EXERCISE BRIEF |
Take the lines below beginning at the line that has "repository e6f34a99f6647f98" and stopping after the line that has "pub fn set_comments(&mut", and print them exactly as they are, with no other lines.

Dataset excerpts |
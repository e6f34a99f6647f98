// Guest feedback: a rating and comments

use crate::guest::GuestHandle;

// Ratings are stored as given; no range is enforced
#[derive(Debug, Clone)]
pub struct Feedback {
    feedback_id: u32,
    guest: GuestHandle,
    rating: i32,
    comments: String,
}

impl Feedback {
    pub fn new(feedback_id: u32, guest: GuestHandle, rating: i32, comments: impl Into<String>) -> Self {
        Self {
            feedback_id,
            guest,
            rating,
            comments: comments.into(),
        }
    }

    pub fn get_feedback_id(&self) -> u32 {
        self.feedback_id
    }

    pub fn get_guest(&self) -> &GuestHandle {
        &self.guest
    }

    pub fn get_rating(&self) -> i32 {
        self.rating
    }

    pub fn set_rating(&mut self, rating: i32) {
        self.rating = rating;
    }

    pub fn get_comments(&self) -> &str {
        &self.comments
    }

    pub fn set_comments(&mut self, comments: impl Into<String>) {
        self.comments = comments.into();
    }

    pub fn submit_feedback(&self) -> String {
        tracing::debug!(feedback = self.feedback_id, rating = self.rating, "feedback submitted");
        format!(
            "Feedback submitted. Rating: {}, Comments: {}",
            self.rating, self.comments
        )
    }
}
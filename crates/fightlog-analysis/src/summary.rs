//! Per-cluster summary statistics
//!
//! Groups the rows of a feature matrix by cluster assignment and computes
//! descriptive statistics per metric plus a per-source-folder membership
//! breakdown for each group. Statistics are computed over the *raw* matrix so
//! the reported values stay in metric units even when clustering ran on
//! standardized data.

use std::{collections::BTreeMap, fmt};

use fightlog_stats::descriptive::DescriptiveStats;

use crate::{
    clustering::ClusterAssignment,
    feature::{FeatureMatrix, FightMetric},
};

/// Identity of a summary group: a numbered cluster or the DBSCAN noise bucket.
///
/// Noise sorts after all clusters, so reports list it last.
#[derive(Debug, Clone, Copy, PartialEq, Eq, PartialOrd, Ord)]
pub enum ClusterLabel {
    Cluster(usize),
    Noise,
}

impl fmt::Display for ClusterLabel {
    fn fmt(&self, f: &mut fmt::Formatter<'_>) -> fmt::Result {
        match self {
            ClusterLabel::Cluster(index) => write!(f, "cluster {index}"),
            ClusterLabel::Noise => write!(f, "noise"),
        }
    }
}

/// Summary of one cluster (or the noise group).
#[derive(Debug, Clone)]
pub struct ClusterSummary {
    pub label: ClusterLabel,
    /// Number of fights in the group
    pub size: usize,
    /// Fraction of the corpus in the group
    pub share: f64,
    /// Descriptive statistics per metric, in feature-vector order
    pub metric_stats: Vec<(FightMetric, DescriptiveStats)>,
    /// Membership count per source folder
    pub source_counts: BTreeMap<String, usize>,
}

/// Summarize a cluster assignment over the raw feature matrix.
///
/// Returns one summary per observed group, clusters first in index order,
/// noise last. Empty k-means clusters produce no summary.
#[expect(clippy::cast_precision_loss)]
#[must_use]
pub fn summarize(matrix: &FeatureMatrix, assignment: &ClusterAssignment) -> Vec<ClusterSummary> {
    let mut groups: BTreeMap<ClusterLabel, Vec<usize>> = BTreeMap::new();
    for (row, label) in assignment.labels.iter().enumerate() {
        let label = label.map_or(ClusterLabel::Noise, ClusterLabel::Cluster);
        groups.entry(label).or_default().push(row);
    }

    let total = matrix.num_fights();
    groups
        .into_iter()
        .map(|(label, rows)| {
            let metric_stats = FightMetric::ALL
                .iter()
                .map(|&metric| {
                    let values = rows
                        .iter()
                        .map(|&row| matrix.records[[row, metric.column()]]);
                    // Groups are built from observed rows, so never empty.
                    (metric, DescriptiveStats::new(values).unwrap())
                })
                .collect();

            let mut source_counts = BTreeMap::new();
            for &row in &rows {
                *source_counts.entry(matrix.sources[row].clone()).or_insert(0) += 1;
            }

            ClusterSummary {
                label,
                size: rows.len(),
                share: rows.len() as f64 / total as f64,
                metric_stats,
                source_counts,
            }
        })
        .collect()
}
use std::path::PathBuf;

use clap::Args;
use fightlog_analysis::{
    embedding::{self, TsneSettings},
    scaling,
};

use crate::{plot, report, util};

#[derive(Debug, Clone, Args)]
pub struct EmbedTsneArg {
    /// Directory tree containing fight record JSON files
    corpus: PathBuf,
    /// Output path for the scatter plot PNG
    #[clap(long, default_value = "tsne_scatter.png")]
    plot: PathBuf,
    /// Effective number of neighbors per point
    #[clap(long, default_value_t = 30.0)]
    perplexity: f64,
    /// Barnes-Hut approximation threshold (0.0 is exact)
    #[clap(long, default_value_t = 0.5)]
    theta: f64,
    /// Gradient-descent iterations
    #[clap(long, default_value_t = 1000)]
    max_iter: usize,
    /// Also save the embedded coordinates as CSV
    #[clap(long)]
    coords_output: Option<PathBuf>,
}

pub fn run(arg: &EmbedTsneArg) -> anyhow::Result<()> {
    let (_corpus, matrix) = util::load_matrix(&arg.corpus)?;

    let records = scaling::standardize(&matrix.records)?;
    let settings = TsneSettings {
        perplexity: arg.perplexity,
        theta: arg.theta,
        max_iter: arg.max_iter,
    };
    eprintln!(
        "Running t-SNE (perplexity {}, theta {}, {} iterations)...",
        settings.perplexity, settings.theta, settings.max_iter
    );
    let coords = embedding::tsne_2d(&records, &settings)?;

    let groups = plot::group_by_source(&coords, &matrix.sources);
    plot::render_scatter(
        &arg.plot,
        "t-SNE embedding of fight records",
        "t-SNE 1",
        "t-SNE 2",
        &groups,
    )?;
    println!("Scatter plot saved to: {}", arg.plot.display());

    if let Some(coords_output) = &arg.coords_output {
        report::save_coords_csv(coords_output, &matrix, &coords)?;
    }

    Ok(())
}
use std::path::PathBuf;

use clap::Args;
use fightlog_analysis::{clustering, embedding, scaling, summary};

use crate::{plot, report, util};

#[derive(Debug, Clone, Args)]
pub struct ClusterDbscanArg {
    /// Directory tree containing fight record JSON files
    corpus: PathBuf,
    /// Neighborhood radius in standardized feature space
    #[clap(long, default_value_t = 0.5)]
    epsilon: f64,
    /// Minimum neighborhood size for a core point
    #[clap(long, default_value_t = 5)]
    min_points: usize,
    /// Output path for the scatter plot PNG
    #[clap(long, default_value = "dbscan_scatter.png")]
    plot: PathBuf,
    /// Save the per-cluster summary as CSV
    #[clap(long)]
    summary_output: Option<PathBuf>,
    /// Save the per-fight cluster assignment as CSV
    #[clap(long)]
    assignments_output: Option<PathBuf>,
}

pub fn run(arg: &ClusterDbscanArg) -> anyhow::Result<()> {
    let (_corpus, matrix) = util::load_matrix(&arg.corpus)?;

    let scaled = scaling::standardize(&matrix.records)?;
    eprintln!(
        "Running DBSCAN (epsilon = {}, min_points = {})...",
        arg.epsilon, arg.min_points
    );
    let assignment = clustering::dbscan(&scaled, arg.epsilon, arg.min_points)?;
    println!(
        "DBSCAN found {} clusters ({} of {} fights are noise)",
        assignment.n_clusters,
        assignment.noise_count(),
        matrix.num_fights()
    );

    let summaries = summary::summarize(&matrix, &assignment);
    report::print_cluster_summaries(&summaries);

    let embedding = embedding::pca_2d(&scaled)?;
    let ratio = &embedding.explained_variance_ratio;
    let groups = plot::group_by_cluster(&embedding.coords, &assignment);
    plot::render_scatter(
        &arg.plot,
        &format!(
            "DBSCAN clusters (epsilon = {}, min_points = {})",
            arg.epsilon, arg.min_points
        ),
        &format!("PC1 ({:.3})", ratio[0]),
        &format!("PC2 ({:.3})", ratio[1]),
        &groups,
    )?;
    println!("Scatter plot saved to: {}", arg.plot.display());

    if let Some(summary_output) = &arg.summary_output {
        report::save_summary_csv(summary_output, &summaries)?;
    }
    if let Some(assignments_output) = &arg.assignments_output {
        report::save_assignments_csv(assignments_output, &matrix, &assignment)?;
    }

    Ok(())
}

==

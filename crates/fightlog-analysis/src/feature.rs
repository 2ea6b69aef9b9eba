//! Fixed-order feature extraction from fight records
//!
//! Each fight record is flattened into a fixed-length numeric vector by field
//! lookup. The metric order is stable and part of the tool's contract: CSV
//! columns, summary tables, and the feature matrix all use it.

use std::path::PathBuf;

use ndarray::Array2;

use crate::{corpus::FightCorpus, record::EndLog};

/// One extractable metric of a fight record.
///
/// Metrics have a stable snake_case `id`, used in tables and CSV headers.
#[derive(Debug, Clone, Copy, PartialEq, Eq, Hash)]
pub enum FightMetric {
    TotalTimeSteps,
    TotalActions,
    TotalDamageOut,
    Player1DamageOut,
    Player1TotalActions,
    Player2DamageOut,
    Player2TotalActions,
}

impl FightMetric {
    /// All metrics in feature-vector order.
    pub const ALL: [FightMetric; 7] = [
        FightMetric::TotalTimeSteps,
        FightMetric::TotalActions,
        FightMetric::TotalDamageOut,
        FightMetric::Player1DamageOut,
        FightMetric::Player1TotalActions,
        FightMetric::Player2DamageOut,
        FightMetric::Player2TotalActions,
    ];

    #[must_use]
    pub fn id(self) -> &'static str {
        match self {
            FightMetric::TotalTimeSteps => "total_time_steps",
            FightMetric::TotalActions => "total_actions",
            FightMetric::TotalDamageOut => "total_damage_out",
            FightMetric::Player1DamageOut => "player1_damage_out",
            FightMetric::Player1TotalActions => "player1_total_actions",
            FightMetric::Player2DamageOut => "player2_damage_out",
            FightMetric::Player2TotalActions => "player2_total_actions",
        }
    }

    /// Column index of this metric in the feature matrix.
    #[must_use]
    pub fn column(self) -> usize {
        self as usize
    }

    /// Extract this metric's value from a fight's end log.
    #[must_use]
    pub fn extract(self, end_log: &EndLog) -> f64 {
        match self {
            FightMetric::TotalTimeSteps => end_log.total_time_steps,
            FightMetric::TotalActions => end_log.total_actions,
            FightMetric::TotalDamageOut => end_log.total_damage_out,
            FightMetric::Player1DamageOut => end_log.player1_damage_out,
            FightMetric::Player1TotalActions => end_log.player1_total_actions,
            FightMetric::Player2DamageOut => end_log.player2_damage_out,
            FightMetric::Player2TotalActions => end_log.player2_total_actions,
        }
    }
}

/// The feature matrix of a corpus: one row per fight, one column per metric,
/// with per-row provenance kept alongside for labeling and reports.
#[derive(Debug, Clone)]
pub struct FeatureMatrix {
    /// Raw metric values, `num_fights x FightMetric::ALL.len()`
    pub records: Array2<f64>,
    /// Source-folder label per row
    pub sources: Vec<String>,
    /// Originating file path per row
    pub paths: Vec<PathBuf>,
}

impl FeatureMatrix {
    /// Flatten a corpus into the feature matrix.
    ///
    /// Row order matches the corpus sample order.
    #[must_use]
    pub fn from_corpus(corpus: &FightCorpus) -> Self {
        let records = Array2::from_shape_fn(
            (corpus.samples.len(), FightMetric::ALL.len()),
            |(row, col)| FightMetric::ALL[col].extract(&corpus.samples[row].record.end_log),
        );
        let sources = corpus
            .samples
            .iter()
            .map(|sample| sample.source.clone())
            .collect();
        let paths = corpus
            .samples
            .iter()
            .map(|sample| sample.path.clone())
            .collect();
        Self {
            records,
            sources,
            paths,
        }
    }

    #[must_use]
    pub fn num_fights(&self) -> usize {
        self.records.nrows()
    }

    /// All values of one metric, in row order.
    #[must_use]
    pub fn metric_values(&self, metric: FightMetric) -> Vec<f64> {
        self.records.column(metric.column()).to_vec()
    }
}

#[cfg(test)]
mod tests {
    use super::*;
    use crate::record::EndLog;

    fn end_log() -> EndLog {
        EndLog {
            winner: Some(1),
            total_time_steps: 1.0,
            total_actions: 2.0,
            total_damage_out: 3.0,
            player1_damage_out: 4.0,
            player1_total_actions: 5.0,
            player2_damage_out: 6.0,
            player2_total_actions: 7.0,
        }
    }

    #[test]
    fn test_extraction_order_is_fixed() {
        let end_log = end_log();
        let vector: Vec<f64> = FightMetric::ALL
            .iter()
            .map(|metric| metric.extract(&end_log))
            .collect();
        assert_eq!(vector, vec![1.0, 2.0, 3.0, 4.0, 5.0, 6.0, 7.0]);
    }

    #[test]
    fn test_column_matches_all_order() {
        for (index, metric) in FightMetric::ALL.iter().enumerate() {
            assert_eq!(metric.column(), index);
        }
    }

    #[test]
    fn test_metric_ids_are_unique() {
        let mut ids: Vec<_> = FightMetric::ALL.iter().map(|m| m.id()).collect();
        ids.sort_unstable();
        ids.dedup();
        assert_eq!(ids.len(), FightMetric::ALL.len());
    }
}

--

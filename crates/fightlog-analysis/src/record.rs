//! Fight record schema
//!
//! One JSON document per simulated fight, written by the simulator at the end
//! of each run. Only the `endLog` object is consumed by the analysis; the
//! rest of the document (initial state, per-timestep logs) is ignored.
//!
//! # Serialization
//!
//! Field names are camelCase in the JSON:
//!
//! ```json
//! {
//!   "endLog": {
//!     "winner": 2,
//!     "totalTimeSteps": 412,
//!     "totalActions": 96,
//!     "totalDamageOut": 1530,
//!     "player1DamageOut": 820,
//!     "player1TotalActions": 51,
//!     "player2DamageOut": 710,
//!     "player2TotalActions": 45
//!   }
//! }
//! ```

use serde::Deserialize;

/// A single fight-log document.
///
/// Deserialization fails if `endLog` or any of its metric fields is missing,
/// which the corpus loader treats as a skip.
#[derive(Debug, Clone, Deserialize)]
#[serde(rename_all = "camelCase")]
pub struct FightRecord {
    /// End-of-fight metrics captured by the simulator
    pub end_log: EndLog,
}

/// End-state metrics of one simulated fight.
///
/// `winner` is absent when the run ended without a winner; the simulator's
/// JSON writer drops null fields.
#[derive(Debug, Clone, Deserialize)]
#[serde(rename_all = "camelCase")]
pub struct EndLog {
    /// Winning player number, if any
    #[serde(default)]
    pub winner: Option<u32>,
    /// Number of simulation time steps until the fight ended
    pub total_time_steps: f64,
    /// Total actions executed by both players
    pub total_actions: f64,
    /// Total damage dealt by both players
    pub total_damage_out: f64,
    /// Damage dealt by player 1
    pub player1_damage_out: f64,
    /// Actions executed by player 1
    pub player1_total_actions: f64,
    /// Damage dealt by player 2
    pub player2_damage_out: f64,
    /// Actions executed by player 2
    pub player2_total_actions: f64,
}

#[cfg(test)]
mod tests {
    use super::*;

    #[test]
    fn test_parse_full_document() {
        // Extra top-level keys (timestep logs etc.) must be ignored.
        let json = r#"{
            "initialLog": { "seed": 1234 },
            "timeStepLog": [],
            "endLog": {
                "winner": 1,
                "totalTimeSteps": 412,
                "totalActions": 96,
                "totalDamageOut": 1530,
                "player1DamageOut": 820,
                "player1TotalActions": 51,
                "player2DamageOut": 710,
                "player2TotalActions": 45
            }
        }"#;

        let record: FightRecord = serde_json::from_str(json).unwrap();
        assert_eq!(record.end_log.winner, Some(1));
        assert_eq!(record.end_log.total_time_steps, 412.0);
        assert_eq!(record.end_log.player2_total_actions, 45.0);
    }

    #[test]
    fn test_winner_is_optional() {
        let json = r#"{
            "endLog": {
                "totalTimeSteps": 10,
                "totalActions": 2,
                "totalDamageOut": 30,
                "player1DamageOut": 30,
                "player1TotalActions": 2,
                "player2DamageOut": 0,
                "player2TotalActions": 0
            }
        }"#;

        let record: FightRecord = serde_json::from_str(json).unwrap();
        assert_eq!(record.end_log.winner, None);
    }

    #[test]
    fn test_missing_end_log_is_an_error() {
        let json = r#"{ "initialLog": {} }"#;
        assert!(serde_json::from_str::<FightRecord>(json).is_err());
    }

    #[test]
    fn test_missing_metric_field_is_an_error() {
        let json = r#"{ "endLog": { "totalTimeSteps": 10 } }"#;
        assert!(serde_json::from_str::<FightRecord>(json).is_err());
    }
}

EXERCISE RESULT |
repository e6f34a99f6647f98
// Guest feedback: a rating and comments

use crate::guest::GuestHandle;

// Ratings are stored as given; no range is enforced
#[derive(Debug, Clone)]
pub struct Feedback {
    feedback_id: u32,
    guest: GuestHandle,
    rating: i32,
    comments: String,
}

impl Feedback {
    pub fn new(feedback_id: u32, guest: GuestHandle, rating: i32, comments: impl Into<String>) -> Self {
        Self {
            feedback_id,
            guest,
            rating,
            comments: comments.into(),
        }
    }

    pub fn get_feedback_id(&self) -> u32 {
        self.feedback_id
    }

    pub fn get_guest(&self) -> &GuestHandle {
        &self.guest
    }

    pub fn get_rating(&self) -> i32 {
        self.rating
    }

    pub fn set_rating(&mut self, rating: i32) {
        self.rating = rating;
    }

    pub fn get_comments(&self) -> &str {
        &self.comments
    }

    pub fn set_comments(&mut self, comments: impl Into<String>) {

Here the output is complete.